Alzheimer: rallentarlo è possibile

L’Alzheimer è la causa più comune di demenza nel mondo e gli esperti la considerano una minaccia in rapida crescita per i sistemi sanitari di ogni paese. Uno studio pubblicato sulla rivista Lancet stima che il numero di persone che convivono con questa malattia a livello globale triplicherà, colpendo quasi 153 milioni di persone entro il 2050.
Le previsioni di Lancet mostrano che i casi di demenza aumenteranno ovunque nel mondo, con una crescita maggiore che dovrebbe verificarsi in Nord Africa e Medio Oriente (367%) e nell’Africa subsahariana (357%). In Europa occidentale la crescita dovrebbe arrivare al 74%, mentre il Giappone potrebbe registrare l’incremento più piccolo, pari al 27%.
Anche se non esiste una cura, un nuovo farmaco potrebbe però contenere il decorso della malattia.
I risultati di un nuovo studio condotto su 1.736 persone di età compresa tra 60 e 85 anni hanno rilevato che il farmaco donanemab, prodotto dall’azienda Eli Lilly, ha rallentato del 35% il declino cognitivo nei malati di Alzheimer in fase iniziale. Un passo in avanti anche rispetto ai risultati pubblicati lo scorso anno a proposito di un altro farmaco, il lecanemab, prodotto da Eisai e Biogen, che riduce il declino cognitivo del 27% in 18 mesi.
Il lecanemab ha ricevuto l’approvazione finale dalla Food and Drug Administration statunitense alcune settimane fa, dopo un trial clinico che ha coinvolto 1.795 pazienti con decadimento cognitivo lieve o lieve stadio di demenza. Ora, secondo Susan Kohlhaas, direttrice esecutiva della ricerca presso l’Alzheimer’s Research Uk, tocca al donanemab. Insieme ad altri esperti, ha infatti sollecitato il National Institute for Health and Care Excellence, che si occupa di valutare l’efficacia clinica degli interventi in Regno Unito, ad approvare i due farmaci che promettono di rendere l’Alzheimer una malattia gestibile tanto quanto il diabete o l’asma.

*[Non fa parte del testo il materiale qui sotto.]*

//! Layered crawl configuration and service settings

pub mod resolver;
pub mod settings;
pub mod types;


pub use resolver::*;
pub use settings::*;
pub use types::*;
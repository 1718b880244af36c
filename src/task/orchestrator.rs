use crate::adapter::{AdapterRegistry, MemoryStorage, PlatformAdapter, StorageAdapter, StorageQuery};
use crate::config::{ConfigResolver, ServiceSettings};
use crate::cookies::CookieCache;
use crate::error::{HarvestError, ResourceKind, Result, ValidationErrors};
use crate::task::events::*;
use crate::task::progress::ProgressStage;
use crate::task::types::*;
use crate::task::worker::{TaskWorker, WorkerOutcome};
use chrono::{DateTime, Duration as ChronoDuration, Utc};
use futures::future::join_all;
use serde::{Deserialize, Serialize};
use std::collections::{HashMap, VecDeque};
use std::sync::Arc;
use std::time::{Duration, Instant};
use tokio::sync::RwLock;
use tokio::task::JoinHandle;
use tokio_util::sync::CancellationToken;
use tracing::{debug, error, info, warn};

/// Configuration for the task orchestrator
#[derive(Debug, Clone, PartialEq, Serialize, Deserialize)]
#[serde(default)]
pub struct OrchestratorConfig {
    pub max_concurrent_tasks: usize,
    /// Failures in a row that abort a task
    pub consecutive_failure_threshold: u32,
    pub total_failure_threshold: u32,
    /// Wall-clock ceiling of one task
    pub task_timeout_secs: u64,
    /// Records requested per search or creator page
    pub page_size: u32,
    /// Content ids sent per detail call
    pub detail_batch_size: usize,
    pub retry_base_delay_ms: u64,
    pub max_retry_delay_ms: u64,
    /// Terminal tasks older than this are swept
    pub retention_hours: u32,
    /// Terminal tasks kept by the sweep, newest first
    pub max_retained_tasks: usize,
    pub event_history_limit: usize,
}

impl Default for OrchestratorConfig {
    fn default() -> Self {
        Self {
            max_concurrent_tasks: 10,
            consecutive_failure_threshold: 5,
            total_failure_threshold: 20,
            task_timeout_secs: 3600,
            page_size: 20,
            detail_batch_size: 10,
            retry_base_delay_ms: 500,
            max_retry_delay_ms: 30_000,
            retention_hours: 24,
            max_retained_tasks: 100,
            event_history_limit: 200,
        }
    }
}

pub(crate) struct TaskEntry {
    task: Task,
    cancel: CancellationToken,
    events: VecDeque<TaskEventRecord>,
}
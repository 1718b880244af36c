//! Error taxonomy shared by the orchestrator, the configuration resolver and
//! the login session manager.

use serde::{Deserialize, Serialize};
use std::fmt;

use crate::login::LoginState;

pub type Result<T, E = HarvestError> = std::result::Result<T, E>;

/// Top-level error surfaced by the public operations of this crate
#[derive(Debug, Clone, thiserror::Error)]
pub enum HarvestError {
    /// One or more request fields failed validation. Never partially applied.
    #[error("validation failed: {0}")]
    Validation(ValidationErrors),

    #[error("{kind} not found: {id}")]
    NotFound { kind: ResourceKind, id: String },

    /// A login operation was attempted from a state that forbids it
    #[error("cannot {action} while login session is {from}")]
    InvalidTransition { from: LoginState, action: String },

    #[error("an active login session already exists for task {0}")]
    SessionConflict(String),

    #[error(transparent)]
    Adapter(#[from] AdapterError),

    #[error(transparent)]
    Storage(#[from] StorageError),

    #[error("{operation} timed out after {elapsed_secs}s")]
    Timeout { operation: String, elapsed_secs: u64 },
}

impl HarvestError {
    pub fn not_found(kind: ResourceKind, id: impl ToString) -> Self {
        HarvestError::NotFound {
            kind,
            id: id.to_string(),
        }
    }

    pub fn invalid_transition(from: LoginState, action: impl Into<String>) -> Self {
        HarvestError::InvalidTransition {
            from,
            action: action.into(),
        }
    }

    /// Field-level violations, if this is a validation error
    pub fn field_errors(&self) -> &[FieldError] {
        match self {
            HarvestError::Validation(errors) => errors.as_slice(),
            _ => &[],
        }
    }
}

impl From<ValidationErrors> for HarvestError {
    fn from(errors: ValidationErrors) -> Self {
        HarvestError::Validation(errors)
    }
}

#[derive(Debug, Clone, Copy, PartialEq, Eq, Serialize, Deserialize)]
#[serde(rename_all = "snake_case")]
pub enum ResourceKind {
    Task,
    LoginSession,
}

impl fmt::Display for ResourceKind {
    fn fmt(&self, f: &mut fmt::Formatter<'_>) -> fmt::Result {
        match self {
            ResourceKind::Task => write!(f, "task"),
            ResourceKind::LoginSession => write!(f, "login session"),
        }
    }
}

/// A single violated field, addressed by its dotted path in the request
#[derive(Debug, Clone, PartialEq, Eq, Serialize, Deserialize)]
pub struct FieldError {
    pub field: String,
    pub reason: String,
}

impl fmt::Display for FieldError {
    fn fmt(&self, f: &mut fmt::Formatter<'_>) -> fmt::Result {
        write!(f, "{}: {}", self.field, self.reason)
    }
}

/// Aggregated validation failures. Every violated field of a request is
/// reported in one value.
#[derive(Debug, Clone, Default, PartialEq, Eq, Serialize, Deserialize)]
#[serde(transparent)]
pub struct ValidationErrors(Vec<FieldError>);

impl ValidationErrors {
    pub fn new() -> Self {
        Self(Vec::new())
    }

    pub fn single(field: impl Into<String>, reason: impl Into<String>) -> Self {
        let mut errors = Self::new();
        errors.push(field, reason);
        errors
    }

    pub fn push(&mut self, field: impl Into<String>, reason: impl Into<String>) {
        self.0.push(FieldError {
            field: field.into(),
            reason: reason.into(),
        });
    }

    pub fn extend(&mut self, other: ValidationErrors) {
        self.0.extend(other.0);
    }

    pub fn is_empty(&self) -> bool {
        self.0.is_empty()
    }

    pub fn len(&self) -> usize {
        self.0.len()
    }

    pub fn as_slice(&self) -> &[FieldError] {
        &self.0
    }

    pub fn contains_field(&self, field: &str) -> bool {
        self.0.iter().any(|e| e.field == field)
    }

    /// `Ok(value)` when no violation was recorded
    pub fn into_result<T>(self, value: T) -> Result<T, ValidationErrors> {
        if self.is_empty() { Ok(value) } else { Err(self) }
    }
}

impl fmt::Display for ValidationErrors {
    fn fmt(&self, f: &mut fmt::Formatter<'_>) -> fmt::Result {
        let joined = self
            .0
            .iter()
            .map(|e| e.to_string())
            .collect::<Vec<_>>()
            .join("; ");
        write!(f, "{}", joined)
    }
}

impl std::error::Error for ValidationErrors {}

impl IntoIterator for ValidationErrors {
    type Item = FieldError;
    type IntoIter = std::vec::IntoIter<FieldError>;

    fn into_iter(self) -> Self::IntoIter {
        self.0.into_iter()
    }
}

/// Failure reported by a platform adapter. The adapter decides whether a
/// retry within the same task can succeed.
#[derive(Debug, Clone, PartialEq, Eq, Serialize, Deserialize, thiserror::Error)]
#[serde(tag = "kind", content = "message", rename_all = "snake_case")]
pub enum AdapterError {
    #[error("transient adapter error: {0}")]
    Transient(String),
    #[error("permanent adapter error: {0}")]
    Permanent(String),
}

impl AdapterError {
    pub fn transient(message: impl Into<String>) -> Self {
        AdapterError::Transient(message.into())
    }

    pub fn permanent(message: impl Into<String>) -> Self {
        AdapterError::Permanent(message.into())
    }

    pub fn is_retryable(&self) -> bool {
        matches!(self, AdapterError::Transient(_))
    }

    pub fn message(&self) -> &str {
        match self {
            AdapterError::Transient(m) | AdapterError::Permanent(m) => m,
        }
    }
}

#[derive(Debug, Clone, PartialEq, Eq, thiserror::Error)]
#[error("storage error: {0}")]
pub struct StorageError(pub String);
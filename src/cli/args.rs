//! Command line argument parsing
//!
//! Subcommands:
//! - `platforms`: list supported platforms with their defaults
//! - `resolve`: validate a task request and print the resolved configuration
//! - `simulate`: run a task end to end against the in-process collector
//! - `login`: walk through a login handshake against the in-process collector
//! - `cookies`: inspect or clear the cookie cache
//! - `config`: create or inspect service settings

use crate::config::Platform;
use crate::login::LoginType;
use clap::{Parser, Subcommand, ValueEnum};
use std::path::PathBuf;

#[derive(Debug, Parser)]
#[command(name = "harvester")]
#[command(author = "Media Harvester Team")]
#[command(version = env!("CARGO_PKG_VERSION"))]
#[command(about = "Operator tool for the multi-platform content harvesting core")]
#[command(long_about = None)]
#[command(arg_required_else_help = true)]
pub struct Args {
    /// Settings file, instead of the discovery hierarchy
    #[arg(short = 'c', long = "config", global = true)]
    pub config: Option<PathBuf>,

    #[command(subcommand)]
    pub command: Commands,
}

#[derive(Debug, Subcommand)]
pub enum Commands {
    /// List supported platforms and their specific defaults
    Platforms {
        /// Print as JSON
        #[arg(long)]
        json: bool,
    },
    /// Validate a task request (JSON) and print the resolved parameters
    Resolve {
        /// Request file, or `-` for stdin
        file: PathBuf,
    },
    /// Run a task against the in-process collector
    Simulate {
        #[arg(short, long, default_value = "xhs")]
        platform: String,
        #[arg(short = 't', long = "type", value_enum, default_value_t = SimulatedTaskType::Search)]
        task_type: SimulatedTaskType,
        /// Keywords, content ids or creator ids depending on the task type
        #[arg(short, long = "id", value_name = "ID", required = true)]
        ids: Vec<String>,
        #[arg(short = 'n', long)]
        max_count: Option<i64>,
        /// Records the collector offers per keyword or creator
        #[arg(long, default_value_t = 60)]
        items: u32,
        /// Comments attached to every record
        #[arg(long, default_value_t = 0)]
        comments: u32,
        /// Simulated latency of each collector call, in milliseconds
        #[arg(long, default_value_t = 50)]
        latency_ms: u64,
        /// Keep the configured pause between batches
        #[arg(long)]
        with_delay: bool,
    },
    /// Walk through a login handshake against the in-process collector
    Login {
        #[arg(short, long, default_value = "xhs")]
        platform: Platform,
        #[arg(short = 't', long = "login-type", default_value = "qrcode")]
        login_type: LoginType,
        /// Phone number for phone logins
        #[arg(long)]
        phone: Option<String>,
        /// Verification code for phone logins
        #[arg(long)]
        code: Option<String>,
        /// Cookie string for cookie logins
        #[arg(long)]
        cookie: Option<String>,
    },
    /// Inspect or clear the cookie cache
    Cookies {
        #[command(subcommand)]
        action: CookieAction,
    },
    /// Create or inspect service settings
    Config {
        #[command(subcommand)]
        action: ConfigAction,
    },
}

#[derive(Debug, Subcommand)]
pub enum CookieAction {
    /// Show cached cookies per platform
    List,
    /// Remove cached cookies of one platform, or of all
    Clear { platform: Option<Platform> },
}

#[derive(Debug, Subcommand)]
pub enum ConfigAction {
    /// Write a default settings file
    Init {
        /// Target file; defaults to ./.harvester/config.toml
        path: Option<PathBuf>,
    },
    /// Show the discovery hierarchy and the effective settings
    Show,
}

#[derive(Debug, Clone, Copy, PartialEq, Eq, ValueEnum)]
pub enum SimulatedTaskType {
    Search,
    Detail,
    Creator,
}

impl Args {
    pub fn parse() -> Self {
        Parser::parse()
    }
}

#[cfg(test)]
mod tests {
    use super::*;
    use clap::CommandFactory;

    #[test]
    fn test_command_definition_is_valid() {
        Args::command().debug_assert();
    }

    #[test]
    fn test_parse_simulate() {
        let args = Args::try_parse_from([
            "harvester", "simulate", "-p", "douyin", "-t", "detail", "-i", "v1", "-i", "v2", "-n", "5",
        ])
        .unwrap();

        match args.command {
            Commands::Simulate {
                platform,
                task_type,
                ids,
                max_count,
                ..
            } => {
                assert_eq!(platform, "douyin");
                assert_eq!(task_type, SimulatedTaskType::Detail);
                assert_eq!(ids, vec!["v1", "v2"]);
                assert_eq!(max_count, Some(5));
            }
            other => panic!("unexpected command {:?}", other),
        }
    }

    #[test]
    fn test_parse_login_and_cookies() {
        let args = Args::try_parse_from([
            "harvester", "login", "-p", "bili", "-t", "phone", "--phone", "13800000000",
        ])
        .unwrap();
        assert!(matches!(
            args.command,
            Commands::Login {
                platform: Platform::Bilibili,
                login_type: LoginType::Phone,
                ..
            }
        ));

        let args = Args::try_parse_from(["harvester", "cookies", "clear", "weibo"]).unwrap();
        assert!(matches!(
            args.command,
            Commands::Cookies {
                action: CookieAction::Clear {
                    platform: Some(Platform::Weibo)
                }
            }
        ));

        assert!(Args::try_parse_from(["harvester", "login", "-p", "myspace"]).is_err());
    }
}
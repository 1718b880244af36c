use crate::config::{Platform, TaskType};
use crate::task::progress::ProgressStage;
use crate::task::types::{TaskId, TaskStatus};
use anyhow::Result;
use chrono::{DateTime, Utc};
use serde::{Deserialize, Serialize};
use tracing::{debug, error, info, warn};

/// Events that can occur during a task's lifetime
#[derive(Debug, Clone, PartialEq)]
pub enum TaskEvent {
    TaskCreated {
        task_id: TaskId,
        platform: Platform,
        task_type: TaskType,
    },
    TaskQueued {
        task_id: TaskId,
        position: usize,
    },
    TaskStatusChanged {
        task_id: TaskId,
        old_status: TaskStatus,
        new_status: TaskStatus,
    },
    ProgressUpdated {
        task_id: TaskId,
        stage: ProgressStage,
        completed: u64,
        failed: u64,
        total: Option<u64>,
    },
    ItemFailed {
        task_id: TaskId,
        item: Option<String>,
        error: String,
    },
    TaskCompleted {
        task_id: TaskId,
        result_count: u64,
        error_count: u64,
    },
    TaskFailed {
        task_id: TaskId,
        error: String,
    },
    TaskCancelled {
        task_id: TaskId,
    },
}

impl TaskEvent {
    pub fn task_id(&self) -> TaskId {
        match self {
            TaskEvent::TaskCreated { task_id, .. }
            | TaskEvent::TaskQueued { task_id, .. }
            | TaskEvent::TaskStatusChanged { task_id, .. }
            | TaskEvent::ProgressUpdated { task_id, .. }
            | TaskEvent::ItemFailed { task_id, .. }
            | TaskEvent::TaskCompleted { task_id, .. }
            | TaskEvent::TaskFailed { task_id, .. }
            | TaskEvent::TaskCancelled { task_id } => *task_id,
        }
    }

    pub fn level(&self) -> EventLevel {
        match self {
            TaskEvent::ItemFailed { .. } => EventLevel::Warning,
            TaskEvent::TaskFailed { .. } => EventLevel::Error,
            _ => EventLevel::Info,
        }
    }

    pub fn describe(&self) -> String {
        match self {
            TaskEvent::TaskCreated {
                platform, task_type, ..
            } => format!("created {} task on {}", task_type, platform),
            TaskEvent::TaskQueued { position, .. } => {
                format!("waiting for a free slot (queue position {})", position)
            }
            TaskEvent::TaskStatusChanged {
                old_status,
                new_status,
                ..
            } => format!("status {} -> {}", old_status, new_status),
            TaskEvent::ProgressUpdated {
                stage,
                completed,
                failed,
                total,
                ..
            } => match total {
                Some(total) => format!(
                    "{}: {}/{} collected, {} failed",
                    stage, completed, total, failed
                ),
                None => format!("{}: {} collected, {} failed", stage, completed, failed),
            },
            TaskEvent::ItemFailed { item, error, .. } => match item {
                Some(item) => format!("{} failed: {}", item, error),
                None => format!("batch failed: {}", error),
            },
            TaskEvent::TaskCompleted {
                result_count,
                error_count,
                ..
            } => format!(
                "completed with {} results and {} errors",
                result_count, error_count
            ),
            TaskEvent::TaskFailed { error, .. } => format!("failed: {}", error),
            TaskEvent::TaskCancelled { .. } => "cancelled".to_string(),
        }
    }
}

#[derive(Debug, Clone, Copy, PartialEq, Eq, Serialize, Deserialize)]
#[serde(rename_all = "snake_case")]
pub enum EventLevel {
    Info,
    Warning,
    Error,
}

/// Entry of a task's event history
#[derive(Debug, Clone, PartialEq, Eq, Serialize, Deserialize)]
pub struct TaskEventRecord {
    pub timestamp: DateTime<Utc>,
    pub level: EventLevel,
    pub message: String,
}

impl From<&TaskEvent> for TaskEventRecord {
    fn from(event: &TaskEvent) -> Self {
        Self {
            timestamp: Utc::now(),
            level: event.level(),
            message: event.describe(),
        }
    }
}

/// Handler for task events
pub trait TaskEventHandler {
    fn handle_event(&self, event: &TaskEvent) -> Result<()>;
}

/// Default event handler that logs events
pub struct LoggingEventHandler;

impl TaskEventHandler for LoggingEventHandler {
    fn handle_event(&self, event: &TaskEvent) -> Result<()> {
        let task_id = event.task_id();
        if let TaskEvent::ProgressUpdated { .. } = event {
            debug!("Task {}: {}", task_id, event.describe());
            return Ok(());
        }
        match event.level() {
            EventLevel::Info => info!("Task {}: {}", task_id, event.describe()),
            EventLevel::Warning => warn!("Task {}: {}", task_id, event.describe()),
            EventLevel::Error => error!("Task {}: {}", task_id, event.describe()),
        }
        Ok(())
    }
}
//! External collaborators: platform collectors and record storage

pub mod mock;
pub mod platform;
pub mod storage;

pub use mock::*;
pub use platform::*;
pub use storage::*;
//! Type references produced by binding base-list expressions.

use std::hash::{Hash, Hasher};
use std::sync::Arc;

use rustc_hash::FxHashMap;

use super::ids::{TypeId, TypeParamId};
use super::table::SymbolTable;
use crate::base::Name;

/// A bound type.
#[derive(Clone, Debug, PartialEq, Eq, Hash)]
pub enum TypeRef {
    /// A type definition, possibly constructed with type arguments.
    Named(NamedType),
    TypeParameter(TypeParamId),
    Error(ErrorTypeRef),
}

/// A definition plus the type arguments it is constructed with.
///
/// `containing` is set when the definition is nested inside a generic
/// context (e.g. `Outer<int>.Inner`), so that the outer type's arguments
/// take part in substitution and identity.
#[derive(Clone, Debug, PartialEq, Eq, Hash)]
pub struct NamedType {
    pub def: TypeId,
    pub args: Arc<[TypeRef]>,
    pub containing: Option<Arc<NamedType>>,
}

impl NamedType {
    /// A non-generic type outside any generic context.
    pub fn plain(def: TypeId) -> Self {
        Self {
            def,
            args: Arc::from([]),
            containing: None,
        }
    }

    /// True when this type or an enclosing one carries type arguments.
    pub fn is_generic_context(&self) -> bool {
        !self.args.is_empty() || self.containing.is_some()
    }

    /// Map from every type parameter in scope (own and containing) to its argument.
    pub fn substitution(&self) -> Substitution {
        let mut map = FxHashMap::default();
        let mut current = Some(self);
        while let Some(ty) = current {
            for (ordinal, arg) in ty.args.iter().enumerate() {
                map.insert(
                    TypeParamId {
                        owner: ty.def,
                        ordinal: ordinal as u32,
                    },
                    arg.clone(),
                );
            }
            current = ty.containing.as_deref();
        }
        Substitution { map }
    }
}

/// Why a type reference failed to bind.
#[derive(Clone, Debug, PartialEq, Eq)]
pub enum ErrorReason {
    NotFound,
    Ambiguous,
    /// A type parameter was used where a base type is required.
    TypeParameterBase,
    /// Binding depended on the declaring type's own base list; `neighbor` is
    /// the next type on the dependency cycle.
    CircularBase { neighbor: TypeId },
    CycleInInterfaceInheritance { neighbor: TypeId },
    /// The base chain of an imported type loops.
    ImportedCircularBase,
}

/// Sentinel for a reference that could not be bound.
#[derive(Debug)]
pub struct ErrorType {
    /// The name as written (last segment).
    pub name: Name,
    pub arity: usize,
    pub reason: ErrorReason,
}

/// Shared handle to an [`ErrorType`].
///
/// Equality and hashing are by identity: an error type is never equal to
/// anything but itself, not even another error with the same name.
#[derive(Clone, Debug)]
pub struct ErrorTypeRef(Arc<ErrorType>);

impl ErrorTypeRef {
    pub fn new(name: Name, arity: usize, reason: ErrorReason) -> Self {
        Self(Arc::new(ErrorType {
            name,
            arity,
            reason,
        }))
    }
}

impl std::ops::Deref for ErrorTypeRef {
    type Target = ErrorType;

    fn deref(&self) -> &ErrorType {
        &self.0
    }
}

impl PartialEq for ErrorTypeRef {
    fn eq(&self, other: &Self) -> bool {
        Arc::ptr_eq(&self.0, &other.0)
    }
}

impl Eq for ErrorTypeRef {}

impl Hash for ErrorTypeRef {
    fn hash<H: Hasher>(&self, state: &mut H) {
        std::ptr::hash(Arc::as_ptr(&self.0), state);
    }
}

impl TypeRef {
    pub fn named(def: TypeId) -> Self {
        TypeRef::Named(NamedType::plain(def))
    }

    pub fn error(name: impl Into<Name>, arity: usize, reason: ErrorReason) -> Self {
        TypeRef::Error(ErrorTypeRef::new(name.into(), arity, reason))
    }

    pub fn is_error(&self) -> bool {
        matches!(self, TypeRef::Error(_))
    }

    pub fn as_named(&self) -> Option<&NamedType> {
        match self {
            TypeRef::Named(named) => Some(named),
            _ => None,
        }
    }

    pub fn as_error(&self) -> Option<&ErrorType> {
        match self {
            TypeRef::Error(err) => Some(err),
            _ => None,
        }
    }

    /// The definition this reference names, if it names one.
    pub fn def(&self) -> Option<TypeId> {
        self.as_named().map(|n| n.def)
    }

    pub fn substitute(&self, subst: &Substitution) -> TypeRef {
        if subst.is_empty() {
            return self.clone();
        }
        match self {
            TypeRef::Named(named) => TypeRef::Named(subst.apply_named(named)),
            TypeRef::TypeParameter(param) => subst
                .map
                .get(param)
                .cloned()
                .unwrap_or_else(|| self.clone()),
            TypeRef::Error(_) => self.clone(),
        }
    }
}

/// Type-parameter → argument map of one constructed type.
#[derive(Clone, Debug, Default)]
pub struct Substitution {
    map: FxHashMap<TypeParamId, TypeRef>,
}

impl Substitution {
    pub fn is_empty(&self) -> bool {
        self.map.is_empty()
    }

    pub fn get(&self, param: TypeParamId) -> Option<&TypeRef> {
        self.map.get(&param)
    }

    pub fn apply_named(&self, named: &NamedType) -> NamedType {
        if self.is_empty() {
            return named.clone();
        }
        NamedType {
            def: named.def,
            args: named.args.iter().map(|a| a.substitute(self)).collect(),
            containing: named
                .containing
                .as_ref()
                .map(|c| Arc::new(self.apply_named(c))),
        }
    }
}

/// `def` as seen from inside its own declaration: every type parameter stands for itself.
pub fn instance_type(table: &SymbolTable, def: TypeId) -> NamedType {
    let symbol = table.type_symbol(def);
    let args: Arc<[TypeRef]> = (0..symbol.arity())
        .map(|ordinal| {
            TypeRef::TypeParameter(TypeParamId {
                owner: def,
                ordinal: ordinal as u32,
            })
        })
        .collect();
    let containing = symbol
        .containing_type()
        .map(|outer| instance_type(table, outer))
        .filter(NamedType::is_generic_context)
        .map(Arc::new);
    NamedType {
        def,
        args,
        containing,
    }
}

/// Render a type for messages and tests: `N.Outer<int>.Inner`, `T`, `?Missing`.
pub fn display(table: &SymbolTable, ty: &TypeRef) -> String {
    match ty {
        TypeRef::Named(named) => display_named(table, named),
        TypeRef::TypeParameter(param) => table.type_param_name(*param).to_string(),
        TypeRef::Error(err) => format!("?{}", err.name),
    }
}

fn display_named(table: &SymbolTable, named: &NamedType) -> String {
    let mut out = match &named.containing {
        Some(outer) => format!(
            "{}.{}",
            display_named(table, outer),
            table.type_symbol(named.def).name
        ),
        None => table.qualified_name(named.def),
    };
    if !named.args.is_empty() {
        let args: Vec<String> = named.args.iter().map(|a| display(table, a)).collect();
        out.push('<');
        out.push_str(&args.join(", "));
        out.push('>');
    }
    out
}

Secondo gli studi, il farmaco della Eli Lilly ha rallentato il ritmo della malattia di circa un terzo, consentendo alle persone a cui è stato somministrato di occuparsi di alcune attività quotidiane a cui comunemente sarebbero state costrette a rinunciare, come preparare i pasti, rispondere al telefono, sostenere una conversazione e dedicarsi ai propri hobby.
Nello studio condotto sul donanemab, metà dei pazienti volontari ha ricevuto un trattamento mensile, mentre l’altra metà ha ricevuto un farmaco fittizio, noto anche come placebo, per 18 mesi. Gli effetti del farmaco sono quindi stati calcolati sulla base di ciò che i pazienti testati riuscivano a fare giorno per giorno durante la somministrazione. In particolare, per la maggior parte di loro la malattia ha rallentato di quasi il 30%, ma per un gruppo di pazienti che i ricercatori ritenevano più propensi a rispondere il rallentamento è stato di circa il 40%.
La Bbc riferisce tuttavia che ci sono stati anche alcuni effetti collaterali. Il gonfiore del cervello è uno di questi, riscontrato in un terzo dei pazienti che hanno assunto il donanemab. Per la maggior parte di loro, questo problema si è risolto senza causare sintomi, ma almeno 2 pazienti, consapevoli dei rischi, sono morti a causa di questo gonfiore.